▶ _Prompt_: Please show all lines of the records that include "TableShape".

(Saved entries)
· · ·

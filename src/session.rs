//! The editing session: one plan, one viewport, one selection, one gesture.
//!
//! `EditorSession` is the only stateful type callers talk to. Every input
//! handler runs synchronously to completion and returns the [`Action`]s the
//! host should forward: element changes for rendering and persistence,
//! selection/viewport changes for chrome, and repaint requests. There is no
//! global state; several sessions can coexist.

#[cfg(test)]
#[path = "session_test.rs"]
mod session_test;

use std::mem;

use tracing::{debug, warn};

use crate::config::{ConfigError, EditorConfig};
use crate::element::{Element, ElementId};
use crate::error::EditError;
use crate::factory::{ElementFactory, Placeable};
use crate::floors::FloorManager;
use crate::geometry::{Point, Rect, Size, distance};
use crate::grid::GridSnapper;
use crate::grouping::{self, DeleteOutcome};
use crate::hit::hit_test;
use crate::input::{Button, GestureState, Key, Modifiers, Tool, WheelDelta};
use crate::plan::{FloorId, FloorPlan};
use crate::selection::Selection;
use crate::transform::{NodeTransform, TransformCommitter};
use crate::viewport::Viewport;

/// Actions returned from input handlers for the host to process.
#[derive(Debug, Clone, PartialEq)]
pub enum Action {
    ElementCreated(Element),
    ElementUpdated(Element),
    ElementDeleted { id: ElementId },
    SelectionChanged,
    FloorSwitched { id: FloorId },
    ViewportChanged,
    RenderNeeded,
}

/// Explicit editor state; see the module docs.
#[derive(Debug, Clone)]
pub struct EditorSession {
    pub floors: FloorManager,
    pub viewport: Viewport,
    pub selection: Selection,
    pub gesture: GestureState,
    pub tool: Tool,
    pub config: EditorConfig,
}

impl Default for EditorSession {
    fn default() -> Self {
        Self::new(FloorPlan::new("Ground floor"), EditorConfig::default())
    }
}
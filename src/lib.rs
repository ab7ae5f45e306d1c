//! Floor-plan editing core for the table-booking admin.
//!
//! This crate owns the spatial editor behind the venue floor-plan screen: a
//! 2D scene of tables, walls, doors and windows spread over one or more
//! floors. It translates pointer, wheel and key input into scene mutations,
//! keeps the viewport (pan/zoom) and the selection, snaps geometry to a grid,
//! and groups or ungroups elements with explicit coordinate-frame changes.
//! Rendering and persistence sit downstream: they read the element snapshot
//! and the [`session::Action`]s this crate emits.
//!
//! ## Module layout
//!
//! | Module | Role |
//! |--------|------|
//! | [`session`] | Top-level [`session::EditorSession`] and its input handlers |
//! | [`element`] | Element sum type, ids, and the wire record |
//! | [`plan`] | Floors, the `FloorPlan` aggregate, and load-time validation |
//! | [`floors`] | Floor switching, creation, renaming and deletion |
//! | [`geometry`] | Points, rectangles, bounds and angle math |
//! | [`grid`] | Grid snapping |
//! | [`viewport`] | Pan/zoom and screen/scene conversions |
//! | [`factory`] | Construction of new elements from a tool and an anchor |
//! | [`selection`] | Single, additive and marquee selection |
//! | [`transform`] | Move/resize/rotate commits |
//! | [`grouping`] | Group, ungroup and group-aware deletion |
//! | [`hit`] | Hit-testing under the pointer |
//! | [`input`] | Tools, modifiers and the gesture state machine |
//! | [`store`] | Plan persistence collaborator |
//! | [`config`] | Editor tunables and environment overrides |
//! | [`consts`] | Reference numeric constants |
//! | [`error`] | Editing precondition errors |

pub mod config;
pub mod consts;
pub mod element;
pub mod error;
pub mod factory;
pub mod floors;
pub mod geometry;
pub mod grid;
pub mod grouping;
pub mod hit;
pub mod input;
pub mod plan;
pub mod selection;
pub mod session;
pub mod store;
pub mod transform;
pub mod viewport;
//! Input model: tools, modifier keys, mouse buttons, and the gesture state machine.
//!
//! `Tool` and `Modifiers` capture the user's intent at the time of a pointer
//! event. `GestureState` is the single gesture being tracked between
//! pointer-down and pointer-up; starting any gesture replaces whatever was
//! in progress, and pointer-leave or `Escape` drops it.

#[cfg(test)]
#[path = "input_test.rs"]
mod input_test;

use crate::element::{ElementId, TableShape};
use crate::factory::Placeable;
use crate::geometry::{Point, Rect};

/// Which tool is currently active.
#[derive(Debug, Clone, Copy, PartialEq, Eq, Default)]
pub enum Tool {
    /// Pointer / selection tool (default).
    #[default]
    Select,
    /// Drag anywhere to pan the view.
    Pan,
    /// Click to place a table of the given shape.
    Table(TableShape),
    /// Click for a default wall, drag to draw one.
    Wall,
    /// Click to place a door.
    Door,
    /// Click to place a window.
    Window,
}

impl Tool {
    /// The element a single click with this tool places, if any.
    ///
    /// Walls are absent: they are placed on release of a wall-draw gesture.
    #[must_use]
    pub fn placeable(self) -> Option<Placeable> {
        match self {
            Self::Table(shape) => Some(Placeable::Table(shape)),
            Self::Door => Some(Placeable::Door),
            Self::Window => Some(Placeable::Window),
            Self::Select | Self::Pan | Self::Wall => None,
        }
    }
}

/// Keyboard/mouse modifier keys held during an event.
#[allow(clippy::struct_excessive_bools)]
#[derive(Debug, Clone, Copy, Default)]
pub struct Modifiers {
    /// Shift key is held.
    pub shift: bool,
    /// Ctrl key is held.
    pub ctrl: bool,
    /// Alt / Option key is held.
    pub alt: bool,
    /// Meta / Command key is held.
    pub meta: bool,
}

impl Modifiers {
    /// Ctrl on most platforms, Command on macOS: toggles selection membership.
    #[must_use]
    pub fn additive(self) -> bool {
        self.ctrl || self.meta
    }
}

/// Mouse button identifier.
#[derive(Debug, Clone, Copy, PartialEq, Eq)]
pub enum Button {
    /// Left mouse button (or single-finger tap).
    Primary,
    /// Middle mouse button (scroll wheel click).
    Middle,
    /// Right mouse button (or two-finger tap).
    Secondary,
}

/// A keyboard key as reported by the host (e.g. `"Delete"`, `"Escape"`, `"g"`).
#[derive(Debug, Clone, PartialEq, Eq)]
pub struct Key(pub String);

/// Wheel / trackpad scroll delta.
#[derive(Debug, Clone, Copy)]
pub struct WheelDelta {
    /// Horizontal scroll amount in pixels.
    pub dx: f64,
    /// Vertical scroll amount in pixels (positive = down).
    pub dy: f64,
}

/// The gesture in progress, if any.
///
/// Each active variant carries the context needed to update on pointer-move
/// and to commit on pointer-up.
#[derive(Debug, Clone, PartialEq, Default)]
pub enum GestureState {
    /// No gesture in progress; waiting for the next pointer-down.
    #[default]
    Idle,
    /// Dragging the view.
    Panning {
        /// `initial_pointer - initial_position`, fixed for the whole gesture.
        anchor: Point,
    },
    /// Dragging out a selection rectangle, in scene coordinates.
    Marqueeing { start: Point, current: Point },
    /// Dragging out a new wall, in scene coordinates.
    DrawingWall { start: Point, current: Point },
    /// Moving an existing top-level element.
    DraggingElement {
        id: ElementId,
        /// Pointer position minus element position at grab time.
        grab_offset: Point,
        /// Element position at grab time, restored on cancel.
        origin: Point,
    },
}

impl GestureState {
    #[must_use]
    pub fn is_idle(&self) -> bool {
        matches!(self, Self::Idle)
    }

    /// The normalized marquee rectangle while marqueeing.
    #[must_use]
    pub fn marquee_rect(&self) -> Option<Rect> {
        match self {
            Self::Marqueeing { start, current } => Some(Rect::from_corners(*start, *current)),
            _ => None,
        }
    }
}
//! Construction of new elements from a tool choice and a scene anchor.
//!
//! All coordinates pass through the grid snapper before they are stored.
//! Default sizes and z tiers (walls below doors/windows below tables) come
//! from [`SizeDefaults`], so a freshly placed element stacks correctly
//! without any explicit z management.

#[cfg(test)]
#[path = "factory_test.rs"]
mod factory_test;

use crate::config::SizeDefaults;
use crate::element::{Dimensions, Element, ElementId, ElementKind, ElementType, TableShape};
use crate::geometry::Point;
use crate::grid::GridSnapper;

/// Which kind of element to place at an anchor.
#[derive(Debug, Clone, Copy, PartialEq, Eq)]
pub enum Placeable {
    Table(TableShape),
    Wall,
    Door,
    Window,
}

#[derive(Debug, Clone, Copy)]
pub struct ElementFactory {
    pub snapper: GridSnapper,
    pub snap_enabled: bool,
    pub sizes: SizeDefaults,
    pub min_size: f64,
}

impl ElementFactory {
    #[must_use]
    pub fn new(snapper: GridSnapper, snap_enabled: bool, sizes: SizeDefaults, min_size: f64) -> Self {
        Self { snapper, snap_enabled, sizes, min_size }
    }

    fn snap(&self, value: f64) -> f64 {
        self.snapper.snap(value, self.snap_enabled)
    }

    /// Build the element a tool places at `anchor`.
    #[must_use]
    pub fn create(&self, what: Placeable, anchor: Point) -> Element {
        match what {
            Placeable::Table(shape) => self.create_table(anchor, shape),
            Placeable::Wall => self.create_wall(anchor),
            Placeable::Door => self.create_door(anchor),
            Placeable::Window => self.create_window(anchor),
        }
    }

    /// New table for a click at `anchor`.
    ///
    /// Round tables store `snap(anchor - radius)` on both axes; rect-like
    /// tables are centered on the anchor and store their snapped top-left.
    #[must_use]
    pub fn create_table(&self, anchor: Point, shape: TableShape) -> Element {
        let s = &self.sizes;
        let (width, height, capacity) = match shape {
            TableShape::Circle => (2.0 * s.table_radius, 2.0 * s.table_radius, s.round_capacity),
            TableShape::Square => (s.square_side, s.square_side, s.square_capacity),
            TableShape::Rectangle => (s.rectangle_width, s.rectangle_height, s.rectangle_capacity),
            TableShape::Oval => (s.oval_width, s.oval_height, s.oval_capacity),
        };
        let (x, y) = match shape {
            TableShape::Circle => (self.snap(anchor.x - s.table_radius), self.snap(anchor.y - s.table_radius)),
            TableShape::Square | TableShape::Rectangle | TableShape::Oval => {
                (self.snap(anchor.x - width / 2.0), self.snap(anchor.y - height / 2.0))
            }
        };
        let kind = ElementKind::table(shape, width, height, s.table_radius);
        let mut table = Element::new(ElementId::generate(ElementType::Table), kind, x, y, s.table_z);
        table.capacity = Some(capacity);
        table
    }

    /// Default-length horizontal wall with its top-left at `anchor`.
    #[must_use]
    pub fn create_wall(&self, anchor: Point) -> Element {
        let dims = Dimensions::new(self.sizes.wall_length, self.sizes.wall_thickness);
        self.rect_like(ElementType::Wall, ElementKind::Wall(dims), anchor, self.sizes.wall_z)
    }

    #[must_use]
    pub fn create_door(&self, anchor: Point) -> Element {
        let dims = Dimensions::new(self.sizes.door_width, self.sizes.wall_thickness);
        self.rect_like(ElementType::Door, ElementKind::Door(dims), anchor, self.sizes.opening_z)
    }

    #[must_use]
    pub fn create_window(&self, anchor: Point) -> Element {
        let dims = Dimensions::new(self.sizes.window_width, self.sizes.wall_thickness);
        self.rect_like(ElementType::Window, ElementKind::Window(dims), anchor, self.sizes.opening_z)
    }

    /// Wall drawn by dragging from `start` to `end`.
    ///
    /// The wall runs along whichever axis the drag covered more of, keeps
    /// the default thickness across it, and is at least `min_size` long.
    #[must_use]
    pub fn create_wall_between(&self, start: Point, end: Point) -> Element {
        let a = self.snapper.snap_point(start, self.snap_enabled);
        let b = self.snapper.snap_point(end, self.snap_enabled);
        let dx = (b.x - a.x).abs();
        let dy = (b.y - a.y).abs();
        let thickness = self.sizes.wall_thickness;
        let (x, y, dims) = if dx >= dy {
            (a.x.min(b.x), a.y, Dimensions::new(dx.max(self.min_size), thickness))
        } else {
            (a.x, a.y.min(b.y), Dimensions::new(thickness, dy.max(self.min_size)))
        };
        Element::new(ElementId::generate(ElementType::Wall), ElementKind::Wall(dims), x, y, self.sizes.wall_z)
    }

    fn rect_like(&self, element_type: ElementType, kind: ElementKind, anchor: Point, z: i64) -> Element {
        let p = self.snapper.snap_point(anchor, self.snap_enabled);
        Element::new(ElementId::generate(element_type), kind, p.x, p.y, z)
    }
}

· · ·

▶ _Answer area_:
use crate::element::{ElementId, TableShape};
    Table(TableShape),
use crate::element::{Dimensions, Element, ElementId, ElementKind, ElementType, TableShape};
    Table(TableShape),
    pub fn create_table(&self, anchor: Point, shape: TableShape) -> Element {
            TableShape::Circle => (2.0 * s.table_radius, 2.0 * s.table_radius, s.round_capacity),
            TableShape::Square => (s.square_side, s.square_side, s.square_capacity),
            TableShape::Rectangle => (s.rectangle_width, s.rectangle_height, s.rectangle_capacity),
            TableShape::Oval => (s.oval_width, s.oval_height, s.oval_capacity),
            TableShape::Circle => (self.snap(anchor.x - s.table_radius), self.snap(anchor.y - s.table_radius)),
            TableShape::Square | TableShape::Rectangle | TableShape::Oval => {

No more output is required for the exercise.